Quelques extraits

Voici quelques extraits d’écrits de vie que j’ai réalisés:

[…] Parler de soi… Quelle difficulté ! Je suis d’une génération où la pudeur et la discrétion étaient de rigueur. Il convenait de ne pas se raconter, ne pas s’écouter, garder pour soi ses sentiments et avancer quoiqu’il arrive. Que de chemin parcouru depuis, pour arriver à ce matin, et m’autoriser à parler un peu de moi. Car il s’agit bien là d’une forme d’autorisation que je m’offre à moi-même, maintenant que personne ne peut me l’interdire. Transmettre mon histoire à mes enfants et petits-enfants est aussi symbolique qu’émouvant, pour une personne comme moi. Et puis, du haut de mes quelques décennies, il est vrai que j’ai quelques petites anecdotes à leur laisser. Peut-être aurais-je le courage de me laisser glisser dans mes souvenirs, afin d’offrir quelques faits marquants de mon histoire, car au fond, je suis le fruit de ces années passées…

 […] Il profitait ainsi de la vie, et au volant de sa Hotchkiss, « la voiture du juste milieu » comme le slogan de la marque le proclamait alors au salon de 1922, voiture ralliant les suffrages d’une clientèle bourgeoise aisée qui recherchait le confort et la discrétion, il était sans cesse en déplacement professionnel et n’était père ou mari que de nom…

 […] Un Homme est le fruit de vies antérieures, résultante d’une lignée familiale. Il est également le fruit du profit qu’il a su tirer des dons qu’il a reçus. Matériels ou immatériels, nous sommes dotés dès notre naissance d’éléments fondateurs. L’exploitation de ces données suivant nos individualités nous dessine et nous caractérise. Sans faire un bilan de parcours, dresser le portrait d’aïeux fondateurs et ouvrir les portes de mon histoire est un exercice aussi complexe que formateur. Puisse t-il être un support, oserais-je dire un tuteur, à mes proches leur permettant, peut-être, de mieux me connaître à défaut de se connaître…

 […]Pour bien comprendre, il faut dire qu’après la première guerre mondiale, Paris connaît dix années d’effervescence et de totale libération qui résonnent comme une parenthèse féérique en cette période de deuil national. La fête est le mot d’ordre de ce que l’on surnommera les années folles, menée par une jeunesse enivrée d’espoir, qui souhaite s’amuser, vivre et surtout oublier l’horreur de la première guerre. Les années folles entraînent donc les Parisien(ne)s dans une sorte de frénésie, aussi bien culturelle que sociale…

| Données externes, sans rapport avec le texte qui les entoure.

//! Corridor candidate selection.

use geo::Coord;
use pubcrawl_core::geometry::corridor_distance;
use pubcrawl_core::{PubIndex, PubRegistry};

use crate::progress::ProgressTable;

/// Keep the `limit` venues closest to the start/end axis, ordered by progress.
///
/// Both sorts are stable, so ties keep registry order.
pub(crate) fn select_candidates(
    registry: &PubRegistry,
    progress: &ProgressTable,
    start: Coord<f64>,
    end: Coord<f64>,
    limit: usize,
) -> Vec<PubIndex> {
    let mut scored: Vec<(PubIndex, f64)> = registry
        .iter()
        .map(|(index, venue)| (index, corridor_distance(start, end, venue.location)))
        .collect();
    scored.sort_by(|(_, lhs), (_, rhs)| lhs.total_cmp(rhs));
    scored.truncate(limit);

    let mut selected: Vec<(PubIndex, f64)> = scored
        .into_iter()
        .map(|(index, _)| (index, progress.of(index).unwrap_or(0.0)))
        .collect();
    selected.sort_by(|(_, lhs), (_, rhs)| lhs.total_cmp(rhs));
    selected.into_iter().map(|(index, _)| index).collect()
}

#[cfg(test)]
mod tests {
    use super::*;
    use pubcrawl_core::test_support::registry_from_coords;
    use rstest::rstest;

    const START: Coord<f64> = Coord { x: 0.0, y: 0.0 };
    const END: Coord<f64> = Coord { x: 1.0, y: 0.0 };

    fn select(coords: &[Coord<f64>], limit: usize) -> Vec<usize> {
        let registry = registry_from_coords(coords);
        let progress = ProgressTable::new(&registry, START, END);
        select_candidates(&registry, &progress, START, END, limit)
            .into_iter()
            .map(PubIndex::get)
            .collect()
    }

    #[rstest]
    fn keeps_the_closest_and_orders_by_progress() {
        let coords = [
            Coord { x: 0.8, y: 0.01 },
            Coord { x: 0.5, y: 0.5 },
            Coord { x: 0.2, y: -0.02 },
            Coord { x: 0.6, y: 0.03 },
        ];
        assert_eq!(select(&coords, 3), vec![2, 3, 0]);
    }

    #[rstest]
    fn ties_keep_registry_order() {
        let coords = [
            Coord { x: 0.5, y: 0.01 },
            Coord { x: 0.5, y: -0.01 },
            Coord { x: 0.5, y: 0.01 },
        ];
        assert_eq!(select(&coords, 2), vec![0, 1]);
    }

    #[rstest]
    fn limit_larger_than_registry_keeps_everything() {
        let coords = [Coord { x: 0.9, y: 0.0 }, Coord { x: 0.1, y: 0.0 }];
        assert_eq!(select(&coords, 8), vec![1, 0]);
    }
}
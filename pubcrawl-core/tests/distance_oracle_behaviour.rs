//! Behavioural tests for `DistanceOracle` implementations.

use std::cell::RefCell;

use geo::Coord;
use pubcrawl_core::{DistanceError, DistanceOracle, test_support::PlanarDistanceOracle};
use rstest::fixture;
use rstest_bdd_macros::{given, scenario, then, when};

type Outcome = RefCell<Result<Vec<f64>, DistanceError>>;

const ORIGIN: Coord<f64> = Coord { x: 0.0, y: 0.0 };

#[fixture]
fn oracle() -> PlanarDistanceOracle {
    PlanarDistanceOracle
}

#[fixture]
fn result() -> Outcome {
    RefCell::new(Ok(Vec::new()))
}

#[given("a planar distance oracle")]
fn given_oracle(#[from(oracle)] _oracle: &PlanarDistanceOracle, #[from(result)] result: &Outcome) {
    *result.borrow_mut() = Ok(Vec::new());
}

#[when("I request distances from the origin to two venues")]
fn request_two(#[from(oracle)] oracle: &PlanarDistanceOracle, #[from(result)] result: &Outcome) {
    let venues = [Coord { x: 0.0, y: 0.002 }, Coord { x: 0.001, y: 0.0 }];
    *result.borrow_mut() = oracle.distances_from(ORIGIN, &venues);
}

#[when("I request distances from the origin to no venues")]
fn request_none(#[from(oracle)] oracle: &PlanarDistanceOracle, #[from(result)] result: &Outcome) {
    *result.borrow_mut() = oracle.distances_from(ORIGIN, &[]);
}

#[then("two distances are returned in venue order")]
fn then_distances(#[from(result)] result: &Outcome) {
    let borrow = result.borrow();
    let distances = borrow.as_ref().expect("expected Ok result");
    assert_eq!(distances.len(), 2);
    assert!((distances[0] - 222.0).abs() < 1e-6);
    assert!((distances[1] - 111.0).abs() < 1e-6);
}

#[then("an empty input error is returned")]
fn then_error(#[from(result)] result: &Outcome) {
    assert_eq!(*result.borrow(), Err(DistanceError::EmptyInput));
}

#[scenario(path = "tests/features/distance_oracle.feature", index = 0)]
fn distances_returned(oracle: PlanarDistanceOracle, result: Outcome) {
    let _ = (oracle, result);
}

#[scenario(path = "tests/features/distance_oracle.feature", index = 1)]
fn error_on_empty(oracle: PlanarDistanceOracle, result: Outcome) {
    let _ = (oracle, result);
}
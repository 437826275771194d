//! Error types emitted by the pub crawl CLI.
//!
//! Keep this error type reasonably small, as many CLI helpers return
//! `Result<_, CliError>` and the workspace enables `clippy::result_large_err`.

use std::sync::Arc;

use camino::Utf8PathBuf;
use pubcrawl_core::{PlanError, PlanRequestValidationError};
use pubcrawl_data::routing::ProviderBuildError;
use pubcrawl_data::{LoadError, PersistError, PrecomputeError};
use pubcrawl_planner::{NavigationError, PlannerBuildError};
use thiserror::Error;

/// Errors emitted by the pub crawl CLI.
#[derive(Debug, Error)]
pub enum CliError {
    /// Provided arguments failed Clap validation.
    #[error(transparent)]
    ArgumentParsing(#[from] clap::Error),
    /// Configuration layering failed (files, env, CLI).
    #[error("failed to load configuration: {0}")]
    Configuration(#[from] Arc<ortho_config::OrthoError>),
    /// A required option is missing after configuration merging.
    #[error("missing {field} (set --{field} or {env})")]
    MissingArgument {
        field: &'static str,
        env: &'static str,
    },
    /// A referenced input path does not exist on disk.
    #[error("{field} path {path:?} does not exist")]
    MissingSourceFile {
        field: &'static str,
        path: Utf8PathBuf,
    },
    /// A referenced input path exists but is not a file.
    #[error("{field} path {path:?} exists but is not a file")]
    SourcePathNotFile {
        field: &'static str,
        path: Utf8PathBuf,
    },
    /// A referenced input path could not be inspected due to an IO error.
    #[error("failed to inspect {field} path {path:?}: {source}")]
    InspectSourcePath {
        field: &'static str,
        path: Utf8PathBuf,
        #[source]
        source: std::io::Error,
    },
    /// Loading the venue list or the distance matrix failed.
    #[error(transparent)]
    Load(#[from] LoadError),
    /// Computing the distance matrix failed.
    #[error("failed to precompute distances: {0}")]
    Precompute(#[from] PrecomputeError),
    /// Writing the distance matrix failed.
    #[error(transparent)]
    Persist(#[from] PersistError),
    /// Constructing the routing client failed.
    #[error("failed to build routing client for {base_url:?}: {source}")]
    BuildRoutingService {
        base_url: String,
        #[source]
        source: ProviderBuildError,
    },
    /// The artefacts do not fit together.
    #[error("failed to build planner: {0}")]
    BuildPlanner(#[from] PlannerBuildError),
    /// Opening the plan request file failed.
    #[error("failed to open plan request at {path:?}: {source}")]
    OpenPlanRequest {
        path: Utf8PathBuf,
        #[source]
        source: std::io::Error,
    },
    /// Plan request JSON could not be decoded.
    #[error("failed to parse plan request JSON at {path:?}: {source}")]
    ParsePlanRequest {
        path: Utf8PathBuf,
        #[source]
        source: serde_json::Error,
    },
    /// The plan request payload failed validation.
    #[error("plan request in {path:?} failed validation: {source}")]
    InvalidPlanRequest {
        path: Utf8PathBuf,
        #[source]
        source: PlanRequestValidationError,
    },
    /// The planner rejected the request.
    #[error("planner failed: {source}")]
    Plan { source: PlanError },
    /// Fetching turn-by-turn directions failed.
    #[error(transparent)]
    Navigation(#[from] NavigationError),
    /// Serializing command output failed.
    #[error("failed to serialize output: {0}")]
    SerializeOutput(#[source] serde_json::Error),
    /// Writing command output failed.
    #[error("failed to write output: {0}")]
    WriteOutput(#[source] std::io::Error),
}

[…] Comme tout être entier, je suis passionné. Et comme tout passionné, je vis les choses avec un débordement compulsif. Cela commence par vivre dans l’extrême, car je suis ainsi. Je ne conçois pas la tiédeur et la mesure. J’aime avec fougue et emportement. Et je me lance dans une aventure, professionnelle comme personnelle, avec ce côté jusqu’au-boutiste qui peut être aussi merveilleux qu’insupportable. Mais cette façon d’agir peut se retourner contre moi en m’isolant et en me permettant d’opérer cette autodestruction quand la peur de perdre le bonheur me submerge..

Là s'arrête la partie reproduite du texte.